# Action item:
Which lines of the records contain the word "success"? Show each of them.

[Collected data entries]
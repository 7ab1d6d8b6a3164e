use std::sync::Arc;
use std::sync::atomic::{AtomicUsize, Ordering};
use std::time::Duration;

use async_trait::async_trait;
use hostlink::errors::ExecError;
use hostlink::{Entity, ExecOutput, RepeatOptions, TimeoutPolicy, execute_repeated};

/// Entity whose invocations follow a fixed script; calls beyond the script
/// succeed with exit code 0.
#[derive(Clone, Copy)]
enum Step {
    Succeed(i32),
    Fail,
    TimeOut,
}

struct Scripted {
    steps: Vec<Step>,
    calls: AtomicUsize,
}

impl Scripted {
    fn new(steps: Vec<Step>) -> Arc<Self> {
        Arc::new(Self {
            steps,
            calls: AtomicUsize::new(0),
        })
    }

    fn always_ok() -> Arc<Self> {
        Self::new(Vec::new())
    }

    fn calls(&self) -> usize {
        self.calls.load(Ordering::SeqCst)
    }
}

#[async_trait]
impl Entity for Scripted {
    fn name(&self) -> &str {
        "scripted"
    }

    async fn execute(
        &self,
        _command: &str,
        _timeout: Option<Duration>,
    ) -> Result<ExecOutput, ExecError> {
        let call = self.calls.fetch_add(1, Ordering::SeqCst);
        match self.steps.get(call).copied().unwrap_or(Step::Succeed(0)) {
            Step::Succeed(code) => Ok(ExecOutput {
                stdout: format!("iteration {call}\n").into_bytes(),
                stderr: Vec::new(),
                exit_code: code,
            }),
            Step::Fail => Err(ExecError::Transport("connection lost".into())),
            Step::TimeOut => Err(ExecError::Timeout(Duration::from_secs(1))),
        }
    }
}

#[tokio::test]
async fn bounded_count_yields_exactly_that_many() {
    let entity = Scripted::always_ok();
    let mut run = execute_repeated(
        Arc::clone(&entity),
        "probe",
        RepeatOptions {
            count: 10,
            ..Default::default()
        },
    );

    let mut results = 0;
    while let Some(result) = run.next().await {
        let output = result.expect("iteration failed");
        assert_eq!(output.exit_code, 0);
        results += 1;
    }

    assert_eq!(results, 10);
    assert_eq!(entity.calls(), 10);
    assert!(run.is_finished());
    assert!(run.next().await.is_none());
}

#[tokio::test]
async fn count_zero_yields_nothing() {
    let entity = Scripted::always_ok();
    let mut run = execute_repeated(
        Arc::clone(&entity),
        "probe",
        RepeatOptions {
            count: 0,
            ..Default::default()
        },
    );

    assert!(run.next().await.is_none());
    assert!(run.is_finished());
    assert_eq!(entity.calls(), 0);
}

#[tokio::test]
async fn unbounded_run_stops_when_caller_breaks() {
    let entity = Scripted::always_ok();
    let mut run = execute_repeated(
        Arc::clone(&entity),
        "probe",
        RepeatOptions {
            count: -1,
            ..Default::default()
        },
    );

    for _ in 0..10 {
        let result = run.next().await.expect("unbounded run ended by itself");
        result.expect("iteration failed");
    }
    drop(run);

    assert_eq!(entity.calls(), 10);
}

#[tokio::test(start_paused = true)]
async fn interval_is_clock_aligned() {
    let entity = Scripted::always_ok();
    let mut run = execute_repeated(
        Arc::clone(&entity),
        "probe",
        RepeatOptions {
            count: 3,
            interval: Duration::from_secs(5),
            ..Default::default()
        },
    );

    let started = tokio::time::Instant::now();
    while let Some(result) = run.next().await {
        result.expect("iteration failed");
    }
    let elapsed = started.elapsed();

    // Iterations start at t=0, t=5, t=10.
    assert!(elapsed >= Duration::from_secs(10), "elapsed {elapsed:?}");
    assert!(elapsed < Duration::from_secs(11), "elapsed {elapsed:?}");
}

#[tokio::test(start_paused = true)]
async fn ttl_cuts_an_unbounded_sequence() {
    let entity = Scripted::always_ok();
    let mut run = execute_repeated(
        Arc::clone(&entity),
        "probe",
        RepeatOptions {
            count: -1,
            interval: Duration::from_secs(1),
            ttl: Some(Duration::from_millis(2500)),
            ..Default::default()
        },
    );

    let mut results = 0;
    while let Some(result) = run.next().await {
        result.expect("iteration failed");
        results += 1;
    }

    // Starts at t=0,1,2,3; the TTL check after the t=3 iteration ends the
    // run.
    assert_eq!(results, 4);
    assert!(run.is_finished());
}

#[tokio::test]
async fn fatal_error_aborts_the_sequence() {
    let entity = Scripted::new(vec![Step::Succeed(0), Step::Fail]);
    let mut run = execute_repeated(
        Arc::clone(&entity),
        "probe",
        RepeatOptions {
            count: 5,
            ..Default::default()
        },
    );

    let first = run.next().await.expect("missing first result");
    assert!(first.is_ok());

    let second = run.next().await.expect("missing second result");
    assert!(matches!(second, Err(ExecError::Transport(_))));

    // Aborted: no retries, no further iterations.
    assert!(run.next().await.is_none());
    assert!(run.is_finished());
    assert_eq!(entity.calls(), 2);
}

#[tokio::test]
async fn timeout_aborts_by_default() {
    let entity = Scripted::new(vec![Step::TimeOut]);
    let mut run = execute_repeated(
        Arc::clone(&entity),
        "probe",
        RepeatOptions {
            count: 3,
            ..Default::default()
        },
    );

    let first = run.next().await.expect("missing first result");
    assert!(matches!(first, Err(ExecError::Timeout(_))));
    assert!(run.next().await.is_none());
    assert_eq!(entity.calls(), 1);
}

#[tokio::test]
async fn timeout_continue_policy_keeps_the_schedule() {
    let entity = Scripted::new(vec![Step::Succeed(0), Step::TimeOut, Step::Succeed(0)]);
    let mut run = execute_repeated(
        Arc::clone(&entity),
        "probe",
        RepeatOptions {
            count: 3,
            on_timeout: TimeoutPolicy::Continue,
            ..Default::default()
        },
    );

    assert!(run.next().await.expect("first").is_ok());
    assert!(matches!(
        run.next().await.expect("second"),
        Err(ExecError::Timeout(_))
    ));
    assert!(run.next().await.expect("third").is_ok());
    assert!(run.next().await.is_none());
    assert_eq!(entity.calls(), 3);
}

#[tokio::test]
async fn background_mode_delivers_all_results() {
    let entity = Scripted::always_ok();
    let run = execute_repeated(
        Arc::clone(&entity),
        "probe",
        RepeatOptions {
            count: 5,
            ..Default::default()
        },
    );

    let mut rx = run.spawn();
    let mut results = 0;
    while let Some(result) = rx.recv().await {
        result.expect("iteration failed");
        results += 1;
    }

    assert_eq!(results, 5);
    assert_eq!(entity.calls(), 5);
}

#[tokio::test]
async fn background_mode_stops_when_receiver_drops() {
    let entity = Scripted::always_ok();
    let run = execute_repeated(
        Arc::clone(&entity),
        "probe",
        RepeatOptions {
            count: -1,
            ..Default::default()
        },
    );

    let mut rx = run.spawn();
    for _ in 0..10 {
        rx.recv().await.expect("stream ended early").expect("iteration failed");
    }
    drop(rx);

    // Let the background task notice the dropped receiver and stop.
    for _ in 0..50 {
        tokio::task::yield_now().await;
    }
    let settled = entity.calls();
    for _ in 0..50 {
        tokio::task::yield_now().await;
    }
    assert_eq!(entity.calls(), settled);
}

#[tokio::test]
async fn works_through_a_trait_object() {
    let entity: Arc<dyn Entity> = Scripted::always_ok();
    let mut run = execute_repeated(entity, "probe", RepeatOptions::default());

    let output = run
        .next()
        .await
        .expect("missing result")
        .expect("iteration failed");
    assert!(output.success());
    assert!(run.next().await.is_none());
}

--

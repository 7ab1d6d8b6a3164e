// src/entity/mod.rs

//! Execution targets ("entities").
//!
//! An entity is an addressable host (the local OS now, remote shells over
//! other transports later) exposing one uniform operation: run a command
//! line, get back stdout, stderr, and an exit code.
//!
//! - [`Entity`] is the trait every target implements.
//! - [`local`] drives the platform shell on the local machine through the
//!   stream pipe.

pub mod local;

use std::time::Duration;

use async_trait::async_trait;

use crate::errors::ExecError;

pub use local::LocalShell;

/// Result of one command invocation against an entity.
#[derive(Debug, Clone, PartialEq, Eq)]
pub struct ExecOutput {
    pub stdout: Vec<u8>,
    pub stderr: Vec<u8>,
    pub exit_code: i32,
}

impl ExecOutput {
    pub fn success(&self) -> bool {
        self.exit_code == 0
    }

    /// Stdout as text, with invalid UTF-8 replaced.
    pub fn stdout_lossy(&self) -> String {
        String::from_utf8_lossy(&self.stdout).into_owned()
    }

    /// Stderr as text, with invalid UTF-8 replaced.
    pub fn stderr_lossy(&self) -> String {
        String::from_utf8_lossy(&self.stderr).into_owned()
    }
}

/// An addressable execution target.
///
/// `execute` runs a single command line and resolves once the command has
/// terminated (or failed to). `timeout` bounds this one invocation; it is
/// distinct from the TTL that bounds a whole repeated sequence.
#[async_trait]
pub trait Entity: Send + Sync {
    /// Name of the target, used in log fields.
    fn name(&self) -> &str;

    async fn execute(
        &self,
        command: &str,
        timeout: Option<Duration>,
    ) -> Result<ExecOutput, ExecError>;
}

==

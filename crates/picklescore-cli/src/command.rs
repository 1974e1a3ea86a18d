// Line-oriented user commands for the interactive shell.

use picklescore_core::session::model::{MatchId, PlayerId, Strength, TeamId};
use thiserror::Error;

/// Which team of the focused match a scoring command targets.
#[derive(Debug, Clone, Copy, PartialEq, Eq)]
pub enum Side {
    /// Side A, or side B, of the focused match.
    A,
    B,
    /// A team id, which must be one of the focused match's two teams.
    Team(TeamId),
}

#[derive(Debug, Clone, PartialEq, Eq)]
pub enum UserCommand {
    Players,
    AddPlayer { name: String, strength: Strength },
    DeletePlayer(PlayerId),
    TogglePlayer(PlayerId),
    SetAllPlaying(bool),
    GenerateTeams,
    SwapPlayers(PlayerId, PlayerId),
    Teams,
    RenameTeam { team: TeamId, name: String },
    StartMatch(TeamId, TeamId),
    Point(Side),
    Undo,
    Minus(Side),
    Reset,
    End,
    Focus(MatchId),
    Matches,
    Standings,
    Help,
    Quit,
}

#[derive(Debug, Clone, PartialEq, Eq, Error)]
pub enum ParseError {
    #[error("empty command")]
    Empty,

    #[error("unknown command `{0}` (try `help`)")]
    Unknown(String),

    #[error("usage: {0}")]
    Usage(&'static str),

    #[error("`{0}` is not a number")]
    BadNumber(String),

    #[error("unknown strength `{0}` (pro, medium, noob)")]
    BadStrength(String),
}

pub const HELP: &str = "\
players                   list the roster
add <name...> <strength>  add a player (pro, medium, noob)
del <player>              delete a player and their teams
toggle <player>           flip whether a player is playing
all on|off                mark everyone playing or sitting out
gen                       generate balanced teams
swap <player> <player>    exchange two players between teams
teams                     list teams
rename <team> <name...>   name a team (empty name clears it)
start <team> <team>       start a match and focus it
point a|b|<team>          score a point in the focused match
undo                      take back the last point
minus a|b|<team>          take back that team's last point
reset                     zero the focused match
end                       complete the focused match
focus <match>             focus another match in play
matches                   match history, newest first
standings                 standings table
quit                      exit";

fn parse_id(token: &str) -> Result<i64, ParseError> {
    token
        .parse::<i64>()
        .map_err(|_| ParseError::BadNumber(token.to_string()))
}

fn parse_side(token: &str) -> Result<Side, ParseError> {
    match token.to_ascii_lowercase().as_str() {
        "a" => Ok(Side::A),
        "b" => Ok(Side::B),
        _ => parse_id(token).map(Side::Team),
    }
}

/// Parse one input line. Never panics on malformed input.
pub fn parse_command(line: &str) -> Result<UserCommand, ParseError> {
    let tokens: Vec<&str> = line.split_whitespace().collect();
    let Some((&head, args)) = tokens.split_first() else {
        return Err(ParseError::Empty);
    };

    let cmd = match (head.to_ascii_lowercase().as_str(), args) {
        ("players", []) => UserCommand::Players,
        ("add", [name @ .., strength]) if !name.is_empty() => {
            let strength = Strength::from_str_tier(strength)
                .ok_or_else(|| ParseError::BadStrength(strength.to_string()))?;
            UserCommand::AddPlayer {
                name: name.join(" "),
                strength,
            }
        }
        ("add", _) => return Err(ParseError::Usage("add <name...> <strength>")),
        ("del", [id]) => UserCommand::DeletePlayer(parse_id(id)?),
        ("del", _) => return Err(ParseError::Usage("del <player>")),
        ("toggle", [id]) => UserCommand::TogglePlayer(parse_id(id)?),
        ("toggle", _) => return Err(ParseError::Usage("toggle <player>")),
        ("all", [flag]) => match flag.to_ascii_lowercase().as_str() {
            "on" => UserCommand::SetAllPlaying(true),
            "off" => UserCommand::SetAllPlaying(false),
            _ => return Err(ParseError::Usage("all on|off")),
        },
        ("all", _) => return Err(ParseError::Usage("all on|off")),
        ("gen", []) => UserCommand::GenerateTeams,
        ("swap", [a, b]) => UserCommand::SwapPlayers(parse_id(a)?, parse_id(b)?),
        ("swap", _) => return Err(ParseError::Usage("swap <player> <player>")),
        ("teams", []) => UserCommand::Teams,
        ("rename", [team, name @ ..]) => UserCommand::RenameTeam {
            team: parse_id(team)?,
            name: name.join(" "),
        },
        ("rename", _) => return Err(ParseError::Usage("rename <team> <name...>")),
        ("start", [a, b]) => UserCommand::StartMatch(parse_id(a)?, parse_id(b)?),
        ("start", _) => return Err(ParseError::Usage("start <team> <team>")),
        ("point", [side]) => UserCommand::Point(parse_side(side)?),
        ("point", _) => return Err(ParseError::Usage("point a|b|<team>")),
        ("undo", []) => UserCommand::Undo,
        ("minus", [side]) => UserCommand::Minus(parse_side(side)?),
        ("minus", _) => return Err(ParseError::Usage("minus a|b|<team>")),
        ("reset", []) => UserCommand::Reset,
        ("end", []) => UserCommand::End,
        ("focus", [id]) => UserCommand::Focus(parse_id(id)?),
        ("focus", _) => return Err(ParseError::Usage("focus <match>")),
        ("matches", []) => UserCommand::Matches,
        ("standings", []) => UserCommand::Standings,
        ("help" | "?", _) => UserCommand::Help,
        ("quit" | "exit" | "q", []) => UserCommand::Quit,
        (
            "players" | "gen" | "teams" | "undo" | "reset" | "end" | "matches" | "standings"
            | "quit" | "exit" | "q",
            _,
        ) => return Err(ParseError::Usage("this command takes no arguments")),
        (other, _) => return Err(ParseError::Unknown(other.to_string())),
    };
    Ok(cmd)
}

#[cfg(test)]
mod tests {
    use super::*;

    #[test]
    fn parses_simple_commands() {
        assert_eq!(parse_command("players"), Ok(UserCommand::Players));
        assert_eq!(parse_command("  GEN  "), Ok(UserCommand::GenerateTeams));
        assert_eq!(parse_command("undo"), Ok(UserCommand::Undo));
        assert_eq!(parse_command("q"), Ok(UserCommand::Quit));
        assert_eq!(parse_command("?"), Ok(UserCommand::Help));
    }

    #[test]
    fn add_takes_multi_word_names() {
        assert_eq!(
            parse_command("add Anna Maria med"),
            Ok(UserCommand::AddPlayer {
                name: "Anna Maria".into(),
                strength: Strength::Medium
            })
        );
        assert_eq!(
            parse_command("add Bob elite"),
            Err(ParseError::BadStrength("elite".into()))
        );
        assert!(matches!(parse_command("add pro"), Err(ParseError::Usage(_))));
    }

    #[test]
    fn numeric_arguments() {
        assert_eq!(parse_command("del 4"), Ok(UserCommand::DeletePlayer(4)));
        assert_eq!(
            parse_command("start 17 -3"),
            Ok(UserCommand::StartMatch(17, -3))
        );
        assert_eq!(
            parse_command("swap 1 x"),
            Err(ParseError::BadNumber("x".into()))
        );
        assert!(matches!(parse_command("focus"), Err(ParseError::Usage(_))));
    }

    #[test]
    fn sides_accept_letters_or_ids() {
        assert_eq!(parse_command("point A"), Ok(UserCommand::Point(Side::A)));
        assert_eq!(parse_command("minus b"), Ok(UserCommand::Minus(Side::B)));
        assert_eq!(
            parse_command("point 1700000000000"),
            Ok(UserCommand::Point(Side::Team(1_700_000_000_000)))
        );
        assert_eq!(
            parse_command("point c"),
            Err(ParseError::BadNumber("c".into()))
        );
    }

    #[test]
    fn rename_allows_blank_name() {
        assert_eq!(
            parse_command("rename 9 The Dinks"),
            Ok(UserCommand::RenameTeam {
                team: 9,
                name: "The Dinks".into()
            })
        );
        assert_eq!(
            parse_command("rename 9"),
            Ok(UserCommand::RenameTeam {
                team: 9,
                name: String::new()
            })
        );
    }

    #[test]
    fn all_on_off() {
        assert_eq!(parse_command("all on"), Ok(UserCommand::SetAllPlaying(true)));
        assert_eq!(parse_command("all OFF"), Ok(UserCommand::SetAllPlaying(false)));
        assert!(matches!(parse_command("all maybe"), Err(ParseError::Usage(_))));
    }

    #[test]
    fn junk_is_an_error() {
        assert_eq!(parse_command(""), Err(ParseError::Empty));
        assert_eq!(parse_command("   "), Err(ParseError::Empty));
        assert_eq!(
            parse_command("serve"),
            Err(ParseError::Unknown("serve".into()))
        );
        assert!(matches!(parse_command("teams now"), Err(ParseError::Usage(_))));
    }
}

# Solution for this exercise:
    assert!(output.success());
    pub fn success(&self) -> bool {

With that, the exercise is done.